A heap is a binary tree with the following properties:
- All "levels" of the heap except for the last one are fully occupied by items (each inner node has exactly two children, so the tree is very balanced)
- The last level of the heap is filled from what's left (it can even be entirely filled)
- All items in a heap have a special property: both children are always smaller or equal to their parent.
Knowing this special property, we can deduce that the root will always contain the greatest value which is very handy for us.
A heap looks something like this:
Of course, we can define special properties of the heap the other way and have the smallest value appear in the root (this approach is used in some projects as well).
Since we usually sort an array and not a heap, we'll have to build the heap from the given array. As some of you may have guessed, we'll create the tree structure using pointers or references and add the items into it. We can represent the heap using an ordinary array (thanks to knowing it's balanced) using a simple trick.
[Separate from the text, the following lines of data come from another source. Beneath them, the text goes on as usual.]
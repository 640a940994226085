// Purpose - external interfaces, format conversions

pub mod rgba;
pub mod svg;

pub use rgba::pixels_from_rgba;
pub use svg::{export_file_name, render_svg};
//! Low-level DSP primitives used by the higher level graph nodes.
//!
//! Components here only do signal math. Anything that knows about notes,
//! scheduling or voices lives in `graph` and `synth`. Once constructed they
//! are allocation-free and realtime-safe.

/// Partitioned FFT convolution and the synthetic reverb impulse.
pub mod convolution;
/// Breakpoint gain automation (attack / hold / release).
pub mod envelope;
/// Low-pass state-variable filter.
pub mod filter;
/// Phase-accumulating oscillator waveforms.
pub mod oscillator;

pub use envelope::{EnvelopeStage, GainAutomation};
pub use oscillator::Waveform;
This way, we won't need an auxiliary structure/memory. We'll work directly in our array, which we'll see as a heap so that we can sort the items directly in place.
The heap in the picture above would look something like this (the item indexes are above, whereas, the items are below):
0 | 1 | 2 | 3 | 4 | 5 | 6 | 7 | 8 | 9 |
9 | 7 | 8 | 5 | 4 | 0 | 3 | 2 | 1 | 2 |
Notice that there're almost no similarities between the heapified array and the sorted one. Now let's try to work with this array as if it was a heap. You probably noticed that the items in the array are placed just like they would be in a heap - sorted from top to bottom and from left to right. If we wanted to access the root, we'd simply go to the 0th index. The last item of the heap is also on the index of the last item in the array. However, we'll need the access from any parent to it's children and vice-versa.
If a child has an index of i, we can calculate it's parent's index using (i - 1) / 2 (it's a whole-number division). If a parent has an index of i, its left child's index is the result of (2 * i + 1) and the right child's index is the result of (2 * i) + 2.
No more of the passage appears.